Nobody had pulled paperwork to file for candidacy to take on incumbent Mayor Ken Bradley. Winter Park City Clerk Cindy Bonham said candidates are much less likely to begin the paperwork during the election-qualifying week. If nobody had done so by the time the city’s election qualifying week started, odds were that nobody was going to.

In short, the mayor was on the verge of getting a free pass.

But then something unusual happened with less than 30 minutes separating Bradley from winning his second term without receiving a single vote, someone signed up to challenge him.

Nancy Miles’ candidacy was an unlikely one until those final minutes, but the former Salem, Conn., School Board member and voter registration worker gave Winter Park residents a choice they otherwise wouldn’t have had.

And it’s the idea of a choice that separates us from what we tried to escape in forming America in the first place. We want representation in exchange for our taxation. If we give our elected representatives a free pass to reign without fear of a public rebuke, they may begin acting more for their own interests than ours.

That’s the fear when we lose popular representation: Autocracy may take over, under the guise of democracy.
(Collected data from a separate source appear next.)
//! # Herald
//!
//! Resolves the handler methods of event bus subscribers.
//!
//! ## Overview
//!
//! A subscriber is a struct whose methods are marked with `#[subscribe]`.
//! Given a subscriber type, herald walks the type and its ancestors (parent
//! fields marked `#[subscriber(parent)]`) and returns every handler method,
//! most-derived first, with overridden handlers dropped. Results are cached
//! per type.
//!
//! ```text
//! ┌────────────┐     ┌────────────────────────┐     ┌─────────────────┐
//! │  Runtime   │────▶│ SubscriberMethodFinder │────▶│ generated index │
//! │ (registry) │     │ (cache + state pool)   │────▶│ type registry   │
//! └────────────┘     └────────────────────────┘     └─────────────────┘
//! ```
//!
//! - **Runtime**: Configuration, logging and the type registry
//! - **Finder**: Hierarchy walk, override resolution and caching
//! - **Indexes**: Tables built at compile time by `#[handlers(index)]`
//!
//! ## Quick Start
//!
//! ```rust,ignore
//! use herald::prelude::*;
//!
//! pub struct ThemeChanged;
//!
//! #[derive(Subscriber)]
//! pub struct Screen;
//!
//! #[handlers(index)]
//! impl Screen {
//!     #[subscribe(mode = "main")]
//!     pub fn on_theme(&self, _theme: &ThemeChanged) {}
//! }
//!
//! fn main() -> RuntimeResult<()> {
//!     let runtime = HeraldRuntime::load()?;
//!     let handlers = runtime.register::<Screen>()?;
//!     assert_eq!(handlers[0].name(), "on_theme");
//!     Ok(())
//! }
//! ```
//!
//! The macros expand to paths under `::herald_core`, so crates using them
//! also depend on `herald-core` directly.
//!
//! ## Features
//!
//! - `toml-config`: Read `herald.toml` (default)
//! - `yaml-config`: Read `herald.yaml` / `herald.yml`
//! - `json-log`: Enable the `json` log format

pub use herald_core as core;
pub use herald_macros as macros;
pub use herald_runtime as runtime;

pub use herald_macros::{Subscriber, handlers};

/// Prelude module for convenient imports.
///
/// ```rust,ignore
/// use herald::prelude::*;
/// ```
pub mod prelude {
    // Runtime - main entry point
    pub use herald_runtime::{HeraldConfig, HeraldRuntime, RuntimeError, RuntimeResult};

    // Macros
    pub use herald_macros::{Subscriber, handlers};

    // Resolution
    pub use herald_core::{
        FinderError, HandlerMethod, SubscriberMethodFinder, ThreadMode, TypeKey, TypeRegistry,
    };

    // Core traits; `Subscriber` names both the trait and its derive
    pub use herald_core::{DeclaresHandlers, Subscriber, SubscriberIndex};
}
Vote-rigging, intimidation tactics and other back-room politics have reared their ugly head in Central Florida’s history, making elections non-elections.

Of course that type of worst-case scenario isn’t likely in its purest form, especially in a functioning democracy at a local level. It’s too easy to see the effects if a city’s coffers are allowed to run dry, the roads fall apart and workers are given pink slips.

A veiled culture of autocracy isn’t the only reason a public official could go unchallenged in an election. A popular incumbent may not see any challengers simply by virtue of their popularity alone. Before his first term, Bradley ran for mayor promising to increase the city’s general fund. Though that sort of effort required concerted work from the Commission, city manager and city staff, the end result is the same: The general funds increased. That’s reason to cheer.

But in a country where good frequently isn’t good enough, it’s fair enough to speculate that we could be even better off than we are now; hence the vital need to have real elections, regardless of the popularity of the incumbent. It’s the only way that we can decide what and who represents us. Otherwise we run the risk of elected officials representing themselves.